■ **Dataset entries**:
■ ■ ■ ■ ■ ■ ■

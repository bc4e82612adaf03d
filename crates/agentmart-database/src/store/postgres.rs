//! PostgreSQL listing store.
//!
//! Transactions run at READ COMMITTED; [`ListingTransaction::lock`] issues
//! `SELECT ... FOR UPDATE` so concurrent transitions on the same row are
//! serialized and each sees the other's committed status.

use async_trait::async_trait;
use sqlx::{PgPool, Postgres, Transaction};
use uuid::Uuid;

use agentmart_core::error::{AppError, ErrorKind};
use agentmart_core::result::AppResult;
use agentmart_core::types::{PageRequest, PageResponse};
use agentmart_entity::listing::{Listing, ListingStatus};

use super::{ListingStore, ListingTransaction};
use crate::repositories::ListingRepository;
use crate::repositories::listing::map_write_error;

/// Listing store backed by PostgreSQL.
#[derive(Debug, Clone)]
pub struct PgListingStore {
    pool: PgPool,
    repo: ListingRepository,
}

impl PgListingStore {
    /// Create a new store over `pool`.
    pub fn new(pool: PgPool) -> Self {
        Self {
            repo: ListingRepository::new(pool.clone()),
            pool,
        }
    }
}

#[async_trait]
impl ListingStore for PgListingStore {
    async fn begin(&self) -> AppResult<Box<dyn ListingTransaction>> {
        let tx = self.pool.begin().await.map_err(|e| {
            AppError::with_source(ErrorKind::Database, "Failed to begin transaction", e)
        })?;
        Ok(Box::new(PgListingTransaction { tx }))
    }

    async fn find_by_id(&self, id: Uuid) -> AppResult<Option<Listing>> {
        self.repo.find_by_id(id).await
    }

    async fn find_by_slug(&self, slug: &str) -> AppResult<Option<Listing>> {
        self.repo.find_by_slug(slug).await
    }

    async fn find_children(&self, parent_id: Uuid) -> AppResult<Vec<Listing>> {
        self.repo.find_children(parent_id).await
    }

    async fn find_by_owner(&self, owner_id: Uuid) -> AppResult<Vec<Listing>> {
        self.repo.find_by_owner(owner_id).await
    }

    async fn find_by_status(
        &self,
        status: ListingStatus,
        page: &PageRequest,
    ) -> AppResult<PageResponse<Listing>> {
        self.repo.find_by_status(status, page).await
    }

    async fn find_all(&self) -> AppResult<Vec<Listing>> {
        self.repo.find_all().await
    }

    async fn health_check(&self) -> AppResult<bool> {
        self.repo.ping().await
    }
}

/// An open PostgreSQL transaction.
pub struct PgListingTransaction {
    tx: Transaction<'static, Postgres>,
}

#[async_trait]
impl ListingTransaction for PgListingTransaction {
    async fn lock(&mut self, id: Uuid) -> AppResult<Option<Listing>> {
        sqlx::query_as::<_, Listing>("SELECT * FROM listings WHERE id = $1 FOR UPDATE")
            .bind(id)
            .fetch_optional(&mut *self.tx)
            .await
            .map_err(|e| AppError::with_source(ErrorKind::Database, "Failed to lock listing", e))
    }

    async fn children(&mut self, parent_id: Uuid) -> AppResult<Vec<Listing>> {
        sqlx::query_as::<_, Listing>(
            "SELECT * FROM listings WHERE parent_id = $1 ORDER BY version ASC",
        )
        .bind(parent_id)
        .fetch_all(&mut *self.tx)
        .await
        .map_err(|e| {
            AppError::with_source(ErrorKind::Database, "Failed to read listing children", e)
        })
    }

    async fn insert(&mut self, listing: &Listing) -> AppResult<()> {
        let c = &listing.content;
        sqlx::query(
            "INSERT INTO listings (id, parent_id, owner_id, slug, version, status, \
             is_latest_version, has_active_update, rejection_reason, title, description, \
             category, tags, price_cents, currency, pricing_model, workflow, submitted_at, \
             reviewed_at, reviewed_by, created_at, updated_at) \
             VALUES ($1, $2, $3, $4, $5, $6, $7, $8, $9, $10, $11, $12, $13, $14, $15, $16, \
             $17, $18, $19, $20, $21, $22)",
        )
        .bind(listing.id)
        .bind(listing.parent_id)
        .bind(listing.owner_id)
        .bind(&listing.slug)
        .bind(listing.version)
        .bind(listing.status)
        .bind(listing.is_latest_version)
        .bind(listing.has_active_update)
        .bind(&listing.rejection_reason)
        .bind(&c.title)
        .bind(&c.description)
        .bind(&c.category)
        .bind(&c.tags)
        .bind(c.price_cents)
        .bind(&c.currency)
        .bind(c.pricing_model)
        .bind(&c.workflow)
        .bind(listing.submitted_at)
        .bind(listing.reviewed_at)
        .bind(listing.reviewed_by)
        .bind(listing.created_at)
        .bind(listing.updated_at)
        .execute(&mut *self.tx)
        .await
        .map_err(|e| map_write_error(e, &listing.slug, "insert listing"))?;
        Ok(())
    }

    async fn update(&mut self, listing: &Listing) -> AppResult<()> {
        let c = &listing.content;
        let result = sqlx::query(
            "UPDATE listings SET slug = $2, status = $3, is_latest_version = $4, \
             has_active_update = $5, rejection_reason = $6, title = $7, description = $8, \
             category = $9, tags = $10, price_cents = $11, currency = $12, \
             pricing_model = $13, workflow = $14, submitted_at = $15, reviewed_at = $16, \
             reviewed_by = $17, updated_at = NOW() \
             WHERE id = $1",
        )
        .bind(listing.id)
        .bind(&listing.slug)
        .bind(listing.status)
        .bind(listing.is_latest_version)
        .bind(listing.has_active_update)
        .bind(&listing.rejection_reason)
        .bind(&c.title)
        .bind(&c.description)
        .bind(&c.category)
        .bind(&c.tags)
        .bind(c.price_cents)
        .bind(&c.currency)
        .bind(c.pricing_model)
        .bind(&c.workflow)
        .bind(listing.submitted_at)
        .bind(listing.reviewed_at)
        .bind(listing.reviewed_by)
        .execute(&mut *self.tx)
        .await
        .map_err(|e| map_write_error(e, &listing.slug, "update listing"))?;

        if result.rows_affected() == 0 {
            return Err(AppError::not_found(format!(
                "Listing {} not found",
                listing.id
            )));
        }
        Ok(())
    }

    async fn commit(self: Box<Self>) -> AppResult<()> {
        self.tx.commit().await.map_err(|e| {
            AppError::with_source(ErrorKind::Database, "Failed to commit transaction", e)
        })
    }
}
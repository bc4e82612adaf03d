//! Role-to-permission mapping definitions.

use std::collections::{HashMap, HashSet};
use std::fmt;

use serde::{Deserialize, Serialize};

use agentmart_entity::user::UserRole;

/// A marketplace-level permission.
#[derive(Debug, Clone, Copy, PartialEq, Eq, Hash, Serialize, Deserialize)]
#[serde(rename_all = "snake_case")]
pub enum MarketPermission {
    // Seller operations
    /// Create new listings.
    ListingCreate,
    /// Edit and submit own listings for review.
    ListingSubmit,
    /// Spawn a pending update of an own live listing.
    ListingRequestUpdate,

    // Staff operations
    /// Approve or reject listings under review.
    ListingReview,
    /// Read any listing regardless of owner or status.
    ListingViewAll,

    // Maintenance
    /// Run the read-only consistency scan.
    ConsistencyScan,
    /// Apply consistency repairs.
    ConsistencyRepair,
}

impl fmt::Display for MarketPermission {
    fn fmt(&self, f: &mut fmt::Formatter<'_>) -> fmt::Result {
        let name = match self {
            Self::ListingCreate => "listing_create",
            Self::ListingSubmit => "listing_submit",
            Self::ListingRequestUpdate => "listing_request_update",
            Self::ListingReview => "listing_review",
            Self::ListingViewAll => "listing_view_all",
            Self::ConsistencyScan => "consistency_scan",
            Self::ConsistencyRepair => "consistency_repair",
        };
        f.write_str(name)
    }
}

/// Defines the mapping from each role to its set of allowed permissions.
#[derive(Debug, Clone)]
pub struct RbacPolicies {
    policies: HashMap<UserRole, HashSet<MarketPermission>>,
}

impl RbacPolicies {
    /// Creates the default policy set.
    pub fn new() -> Self {
        use MarketPermission::*;

        let mut policies = HashMap::new();

        // Buyers browse the public catalog only.
        policies.insert(UserRole::Buyer, HashSet::new());

        let seller: HashSet<_> = [ListingCreate, ListingSubmit, ListingRequestUpdate]
            .into_iter()
            .collect();
        policies.insert(UserRole::Seller, seller);

        let staff: HashSet<_> = [ListingReview, ListingViewAll, ConsistencyScan]
            .into_iter()
            .collect();
        policies.insert(UserRole::Staff, staff);

        let admin: HashSet<_> = [
            ListingCreate,
            ListingSubmit,
            ListingRequestUpdate,
            ListingReview,
            ListingViewAll,
            ConsistencyScan,
            ConsistencyRepair,
        ]
        .into_iter()
        .collect();
        policies.insert(UserRole::Admin, admin);

        Self { policies }
    }

    /// Returns the set of permissions for the given role.
    pub fn permissions_for_role(&self, role: &UserRole) -> HashSet<MarketPermission> {
        self.policies.get(role).cloned().unwrap_or_default()
    }

    /// Checks whether the given role has the specified permission.
    pub fn has_permission(&self, role: &UserRole, permission: &MarketPermission) -> bool {
        self.policies
            .get(role)
            .is_some_and(|perms| perms.contains(permission))
    }
}

impl Default for RbacPolicies {
    fn default() -> Self {
        Self::new()
    }
}

#[cfg(test)]
mod tests {
    use super::*;

    #[test]
    fn test_buyer_has_no_permissions() {
        let policies = RbacPolicies::new();
        assert!(policies.permissions_for_role(&UserRole::Buyer).is_empty());
    }

    #[test]
    fn test_staff_cannot_sell_or_repair() {
        let policies = RbacPolicies::new();
        assert!(policies.has_permission(&UserRole::Staff, &MarketPermission::ListingReview));
        assert!(!policies.has_permission(&UserRole::Staff, &MarketPermission::ListingCreate));
        assert!(!policies.has_permission(&UserRole::Staff, &MarketPermission::ConsistencyRepair));
    }

    #[test]
    fn test_seller_cannot_review() {
        let policies = RbacPolicies::new();
        assert!(policies.has_permission(&UserRole::Seller, &MarketPermission::ListingSubmit));
        assert!(!policies.has_permission(&UserRole::Seller, &MarketPermission::ListingReview));
    }

    #[test]
    fn test_admin_has_everything() {
        let policies = RbacPolicies::new();
        assert_eq!(policies.permissions_for_role(&UserRole::Admin).len(), 7);
    }
}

■ ■ ■ ■ ■ ■ ■

■ **ACTION ITEM**:
Retype, exactly and in full, the lines above from the one containing "async fn update(&mut" through the one containing "category = $9, tags".

■ **WRITTEN RESPONSE**:
    async fn update(&mut self, listing: &Listing) -> AppResult<()> {
        let c = &listing.content;
        let result = sqlx::query(
            "UPDATE listings SET slug = $2, status = $3, is_latest_version = $4, \
             has_active_update = $5, rejection_reason = $6, title = $7, description = $8, \
             category = $9, tags = $10, price_cents = $11, currency = $12, \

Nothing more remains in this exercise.